В первой главе дается представление об истории Казахской степи в колониальном контексте. Кроме того, подробное внимание уделяется практикам имперского конструирования знаний и влиянию этих практик на особенности управления регионом. Вторая глава показывает, каким образом осуществлялись попытки кодифицировать казахское обычное право в Оренбурге и Омске. В силу того что многие чиновники были неспособны проанализировать разные источники местного права, составленные сборники отличались противоречивостью и вызывали неоднозначную реакцию среди высшего эшелона колониальной администрации. В третьей главе мы рассматриваем, как появление нового сборника обычного права, подготовленного И. Я. Осмоловским и отразившего идею, что адат является частью обширной исламской правовой культуры, подрывает систему колониальных знаний о Казахской степи, которая основывалась на противопоставлении адата и шариата. Дискуссия, развернувшаяся по этому поводу среди чиновников разного управленческого уровня, приводит некоторых из них к идее свернуть или «заморозить» дальнейшие усилия в сфере кодификации. Эти действия были связаны с необходимостью исключить любые риски, которые могут оказать влияние на изменение направлений колониальной политики. И опасения по поводу переоценки И. Я. Осмоловским роли шариата среди казахов играли здесь ключевое значение. В четвертой главе анализируется ситуация, сложившаяся на Сырдарье в период между 1853 и 1864 гг. Процессы, происходившие здесь, изучаются в рамках теории фронтира, которая позволяет рассмотреть эту часть колониальной истории на фоне существенного разнообразия правовых, политических и культурных взаимодействий местных обществ и институтов.

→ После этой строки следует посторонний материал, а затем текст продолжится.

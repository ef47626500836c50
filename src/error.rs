//! Error types for reactlog.
//!
//! All errors are strongly typed using thiserror so callers can match on
//! the exact failure. The dispatch path never logs its own errors; it may be
//! the logging sink itself.

use std::io;

use thiserror::Error;

/// Validation errors raised while building triggers or rules.
#[derive(Debug, Error, Clone, PartialEq, Eq)]
pub enum ValidationError {
    /// A trigger was registered or configured with empty text.
    #[error("Trigger cannot be empty")]
    EmptyTrigger,
}

/// Top-level error type for reactlog.
#[derive(Debug, Error)]
pub enum ReactError {
    /// Invalid trigger or rule input.
    #[error("Validation error: {0}")]
    Validation(#[from] ValidationError),

    /// The reaction for `trigger` failed, typically on its secondary write.
    #[error("Reaction for trigger '{trigger}' failed: {source}")]
    Reaction {
        /// The trigger whose reaction failed.
        trigger: String,
        /// The reaction's own error.
        #[source]
        source: io::Error,
    },

    /// Forwarding the record to the primary sink failed.
    #[error("Primary sink write failed: {0}")]
    Sink(#[source] io::Error),

    /// The configuration could not be parsed or applied.
    #[error("Configuration error: {message}")]
    Config {
        /// What went wrong.
        message: String,
    },

    /// A shared lock was poisoned by a panicking holder.
    #[error("Poisoned lock: {context}")]
    Poisoned {
        /// Which lock.
        context: &'static str,
    },
}

impl ReactError {
    /// Creates a configuration error.
    #[must_use]
    pub fn config(message: impl Into<String>) -> Self {
        Self::Config {
            message: message.into(),
        }
    }

    /// Returns true if this is a validation error.
    #[must_use]
    pub const fn is_validation(&self) -> bool {
        matches!(self, Self::Validation(_))
    }

    /// Returns true if a reaction handler failed.
    #[must_use]
    pub const fn is_reaction(&self) -> bool {
        matches!(self, Self::Reaction { .. })
    }

    /// Returns true if the primary sink failed.
    #[must_use]
    pub const fn is_sink(&self) -> bool {
        matches!(self, Self::Sink(_))
    }

    /// Returns true if this is a configuration error.
    #[must_use]
    pub const fn is_config(&self) -> bool {
        matches!(self, Self::Config { .. })
    }
}

impl From<ReactError> for io::Error {
    fn from(err: ReactError) -> Self {
        match err {
            ReactError::Sink(e) => e,
            ReactError::Reaction { trigger, source } => io::Error::new(
                source.kind(),
                format!("reaction for trigger '{trigger}' failed: {source}"),
            ),
            other => io::Error::new(io::ErrorKind::Other, other.to_string()),
        }
    }
}

/// Result type alias for reactlog operations.
pub type ReactResult<T> = Result<T, ReactError>;

#[cfg(test)]
mod tests {
    use super::*;

    #[test]
    fn test_validation_error_empty_trigger() {
        let msg = format!("{}", ValidationError::EmptyTrigger);
        assert!(msg.contains("empty"));
    }

    #[test]
    fn test_reaction_error_names_trigger() {
        let err = ReactError::Reaction {
            trigger: "INFO".to_string(),
            source: io::Error::new(io::ErrorKind::BrokenPipe, "gone"),
        };
        assert!(err.is_reaction());
        assert!(!err.is_sink());
        let msg = format!("{err}");
        assert!(msg.contains("INFO"));
        assert!(msg.contains("gone"));
    }

    #[test]
    fn test_react_error_from_validation() {
        let err: ReactError = ValidationError::EmptyTrigger.into();
        assert!(err.is_validation());
    }

    #[test]
    fn test_sink_error_converts_back_to_io_error() {
        let err = ReactError::Sink(io::Error::new(io::ErrorKind::WriteZero, "full"));
        let io_err: io::Error = err.into();
        assert_eq!(io_err.kind(), io::ErrorKind::WriteZero);
        assert_eq!(io_err.to_string(), "full");
    }

    #[test]
    fn test_reaction_error_keeps_kind_as_io_error() {
        let err = ReactError::Reaction {
            trigger: "AUDIT".to_string(),
            source: io::Error::new(io::ErrorKind::PermissionDenied, "denied"),
        };
        let io_err: io::Error = err.into();
        assert_eq!(io_err.kind(), io::ErrorKind::PermissionDenied);
        assert!(io_err.to_string().contains("AUDIT"));
    }

    #[test]
    fn test_config_error() {
        let err = ReactError::config("bad json");
        assert!(err.is_config());
        let io_err: io::Error = err.into();
        assert_eq!(io_err.kind(), io::ErrorKind::Other);
        assert!(io_err.to_string().contains("bad json"));
    }
}
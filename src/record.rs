//! Record scanning: word tokenization and literal substring search.
//!
//! A record is the opaque byte slice handed to one `write` call. Nothing here
//! assumes it is valid UTF-8.

use memchr::memmem::Finder;

use crate::trigger::Trigger;

/// Iterator over the whitespace-delimited words of a record.
///
/// Whitespace is the Unicode `White_Space` property, decoded from the valid
/// UTF-8 parts of the record. A multi-byte character is never split. Bytes
/// that are not valid UTF-8 count as non-space and stay inside the
/// surrounding word.
#[derive(Debug, Clone)]
pub struct Words<'a> {
    record: &'a [u8],
    pos: usize,
}

impl<'a> Words<'a> {
    /// Starts tokenizing `record` from its first byte.
    #[must_use]
    pub fn new(record: &'a [u8]) -> Self {
        Self { record, pos: 0 }
    }

    /// Length of the whitespace character at `at`, or `None` if the bytes
    /// there are not whitespace (including invalid UTF-8).
    fn space_len(&self, at: usize) -> Option<usize> {
        let (c, len) = decode_char(&self.record[at..])?;
        c.is_whitespace().then_some(len)
    }

    /// Length of whatever sits at `at`: one decoded character, or a single
    /// byte when the input there is not valid UTF-8.
    fn unit_len(&self, at: usize) -> usize {
        decode_char(&self.record[at..]).map_or(1, |(_, len)| len)
    }
}

impl<'a> Iterator for Words<'a> {
    type Item = &'a [u8];

    fn next(&mut self) -> Option<Self::Item> {
        let end = self.record.len();

        while self.pos < end {
            match self.space_len(self.pos) {
                Some(len) => self.pos += len,
                None => break,
            }
        }
        if self.pos >= end {
            return None;
        }

        let start = self.pos;
        while self.pos < end && self.space_len(self.pos).is_none() {
            self.pos += self.unit_len(self.pos);
        }

        Some(&self.record[start..self.pos])
    }
}

/// Decodes the first UTF-8 character of `bytes` and its encoded length.
fn decode_char(bytes: &[u8]) -> Option<(char, usize)> {
    let first = *bytes.first()?;
    let len = match first {
        0x00..=0x7F => 1,
        0xC2..=0xDF => 2,
        0xE0..=0xEF => 3,
        0xF0..=0xF4 => 4,
        _ => return None,
    };
    let s = std::str::from_utf8(bytes.get(..len)?).ok()?;
    s.chars().next().map(|c| (c, len))
}

/// Returns the whitespace-delimited words of `record`.
#[must_use]
pub fn words(record: &[u8]) -> Words<'_> {
    Words::new(record)
}

/// Literal substring matcher built once per trigger.
///
/// Construction cannot fail and is linear in the trigger length.
#[derive(Debug, Clone)]
pub struct SubstringMatcher {
    finder: Finder<'static>,
}

impl SubstringMatcher {
    /// Builds a matcher for the exact bytes of `trigger`.
    #[must_use]
    pub fn new(trigger: &Trigger) -> Self {
        Self {
            finder: Finder::new(trigger.as_bytes()).into_owned(),
        }
    }

    /// Returns true if the trigger occurs anywhere in `record`.
    #[must_use]
    pub fn is_match(&self, record: &[u8]) -> bool {
        self.finder.find(record).is_some()
    }
}
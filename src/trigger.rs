//! Trigger and matching-discipline types.

use std::borrow::Borrow;
use std::fmt;

use serde::{Deserialize, Serialize};

use crate::error::ValidationError;

/// A registered trigger: the registry key and the pattern searched for in
/// each record.
///
/// Triggers are non-empty. They may contain whitespace, but a multi-word
/// trigger can only ever fire under [`MatchDiscipline::Substring`].
#[derive(Debug, Clone, PartialEq, Eq, Hash, PartialOrd, Ord, Serialize, Deserialize)]
#[serde(try_from = "String", into = "String")]
pub struct Trigger(String);

impl Trigger {
    /// Creates a trigger, rejecting empty text.
    pub fn new(text: impl Into<String>) -> Result<Self, ValidationError> {
        let text = text.into();
        if text.is_empty() {
            return Err(ValidationError::EmptyTrigger);
        }
        Ok(Self(text))
    }

    /// The trigger text.
    #[must_use]
    pub fn as_str(&self) -> &str {
        &self.0
    }

    /// The trigger bytes, as searched for in a record.
    #[must_use]
    pub fn as_bytes(&self) -> &[u8] {
        self.0.as_bytes()
    }

    /// Returns true if the trigger spans more than one whitespace-delimited word.
    #[must_use]
    pub fn is_multi_word(&self) -> bool {
        self.0.chars().any(char::is_whitespace)
    }
}

impl TryFrom<String> for Trigger {
    type Error = ValidationError;

    fn try_from(value: String) -> Result<Self, Self::Error> {
        Self::new(value)
    }
}

impl TryFrom<&str> for Trigger {
    type Error = ValidationError;

    fn try_from(value: &str) -> Result<Self, Self::Error> {
        Self::new(value)
    }
}

impl From<Trigger> for String {
    fn from(trigger: Trigger) -> Self {
        trigger.0
    }
}

impl Borrow<str> for Trigger {
    fn borrow(&self) -> &str {
        &self.0
    }
}

impl AsRef<str> for Trigger {
    fn as_ref(&self) -> &str {
        &self.0
    }
}

impl fmt::Display for Trigger {
    fn fmt(&self, f: &mut fmt::Formatter<'_>) -> fmt::Result {
        f.write_str(&self.0)
    }
}

/// How triggers are located inside a record.
///
/// The two disciplines are mutually incompatible and a dispatcher uses
/// exactly one of them for its whole lifetime.
#[derive(Debug, Clone, Copy, Default, PartialEq, Eq, Hash, Serialize, Deserialize)]
#[serde(rename_all = "snake_case")]
pub enum MatchDiscipline {
    /// Split the record into whitespace-delimited words and fire on the
    /// first word (left to right) that is a registered trigger.
    ///
    /// Multi-word triggers never match.
    #[default]
    Word,

    /// Fire on the first registered trigger whose bytes occur anywhere in
    /// the record, including inside longer words.
    ///
    /// Triggers are tested in unspecified order; when several occur in the
    /// same record, which one fires is not guaranteed.
    Substring,
}

impl fmt::Display for MatchDiscipline {
    fn fmt(&self, f: &mut fmt::Formatter<'_>) -> fmt::Result {
        match self {
            Self::Word => f.write_str("word"),
            Self::Substring => f.write_str("substring"),
        }
    }
}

В ходе работы над книгой нам очень пригодилось содействие коллег. Особая благодарность Ульфату Абдурасулову, Нурёгди Тошову и Владимиру Бобровникову, которые на различных этапах подготовки этого исследования высказывали ценные рекомендации и замечания. Кроме того, мы признательны Болату Жанаеву, Ильясу Самигулину и Дмитрию Васильеву за помощь в ходе архивных изысканий.
Значительная часть этой работы была выполнена на базе Института иранистики Академии наук Австрии. Мы благодарим это учреждение за поддержку и финансирование.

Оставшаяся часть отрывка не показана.